Watson quickly sold off his inventory of imported Brie and Humboldt Fog
and donated the remaining staples —cans of tuna, crackers and
condiments—to a homeless shelter.
“We tried. We really, really
tried,” Watson wrote on Facebook in April. “For the safety of our crew
and with no immediate end in sight, Sunday will be our last day.”
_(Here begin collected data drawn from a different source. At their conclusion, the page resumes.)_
use std::collections::BTreeMap;

use serde::{Deserialize, Serialize};

use crate::errors::FieldErrors;

/// The transient result of one form submission attempt.
///
/// Carries per-field errors, an echo of the raw submitted values (so the form
/// can be re-populated), and an optional top-level message. Created fresh per
/// attempt, never persisted.
#[derive(Debug, Clone, Default, PartialEq, Eq, Serialize, Deserialize)]
pub struct FormState {
    #[serde(default, skip_serializing_if = "BTreeMap::is_empty")]
    pub errors: BTreeMap<String, Vec<String>>,

    #[serde(default, skip_serializing_if = "BTreeMap::is_empty")]
    pub values: BTreeMap<String, String>,

    #[serde(default, skip_serializing_if = "Option::is_none")]
    pub message: Option<String>,
}

impl FormState {
    /// State for a failed validation: field errors, echoed values, message.
    pub fn validation(
        errors: FieldErrors,
        values: BTreeMap<String, String>,
        message: impl Into<String>,
    ) -> Self {
        Self {
            errors: errors.into_map(),
            values,
            message: Some(message.into()),
        }
    }

    /// State for a failed persistence attempt: echoed values and a generic
    /// message only (the store detail stays server-side).
    pub fn database(values: BTreeMap<String, String>, message: impl Into<String>) -> Self {
        Self {
            errors: BTreeMap::new(),
            values,
            message: Some(message.into()),
        }
    }

    /// State carrying a top-level message only (sign-in failures).
    pub fn message(message: impl Into<String>) -> Self {
        Self {
            errors: BTreeMap::new(),
            values: BTreeMap::new(),
            message: Some(message.into()),
        }
    }
}
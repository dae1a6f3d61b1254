use crate::errors::FieldErrors;
use crate::fields::RawFields;

/// Wire names of the customer form fields.
pub const FIELD_NAME: &str = "name";
pub const FIELD_EMAIL: &str = "email";

pub const MSG_NAME: &str = "Please enter a name.";
pub const MSG_EMAIL: &str = "Please enter a valid email address.";

/// Validated customer submission.
#[derive(Debug, Clone, PartialEq, Eq)]
pub struct CustomerPayload {
    pub name: String,
    pub email: String,
}

/// Validation schema for customer create/update submissions.
pub struct CustomerSchema;

impl CustomerSchema {
    pub fn parse(fields: &RawFields) -> Result<CustomerPayload, FieldErrors> {
        let mut errors = FieldErrors::new();

        let name = fields.get(FIELD_NAME).trim();
        if name.is_empty() {
            errors.push(FIELD_NAME, MSG_NAME);
        }

        let email = fields.get(FIELD_EMAIL).trim();
        if !is_valid_email(email) {
            errors.push(FIELD_EMAIL, MSG_EMAIL);
        }

        if !errors.is_empty() {
            return Err(errors);
        }
        Ok(CustomerPayload {
            name: name.to_string(),
            email: email.to_string(),
        })
    }
}

/// Syntactic email check: one `@`, non-empty local part, and a domain with a
/// dot in the interior. Deliverability is not our concern here.
pub fn is_valid_email(email: &str) -> bool {
    let Some((local, domain)) = email.split_once('@') else {
        return false;
    };
    if local.is_empty() || domain.len() < 3 {
        return false;
    }
    if email.chars().any(char::is_whitespace) || domain.contains('@') {
        return false;
    }
    match domain.split_once('.') {
        Some((host, rest)) => !host.is_empty() && !rest.is_empty() && !rest.ends_with('.'),
        None => false,
    }
}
About 10 neighboring businesses also closed, including a diner, a bar
and a hair salon, said Randy Peers, president of the Brooklyn Chamber
of Commerce.
Sales remain brisk at Watson’s other business, a
wineshop called Smith & Vine, possibly indicating heightened stress
levels in the city.
In an effort to help restaurants, the city
closed dozens of streets on weekends so they can take that space, and
it’s going to continue the program into the winter, allowing propane
heat lamps and tent-like enclosures.
“Once you hit below 60
degrees, it starts to get dicey,” said Vin McCann, a restaurant
consultant. “I would bet you that between 25 and 50 percent of
restaurants in New York City will not come back.”
Rent relief
could be possible if the state allowed localities to forgive landlords’
property-tax payments in return for discounting rent owed to them, said
City Councilman Mark Gjonaj, who heads the council’s small-business
committee.
“This would help save struggling mom-and-pop shops while preventing landlords’ properties from going into distress,” he said.
The
city’s Department of Small Business Services received about 35,000
calls for help since June and gave out about 4,000 grants and loans from
an $80 million program approved early in the pandemic.
“A third
of our small businesses could be closed if we don’t have a strong
recovery,” said Jonnel Doris, the department’s commissioner. “The fate
of small businesses will determine the fate of the city.”
A “For Lease” sign hangs in the window of Stinky Bklyn.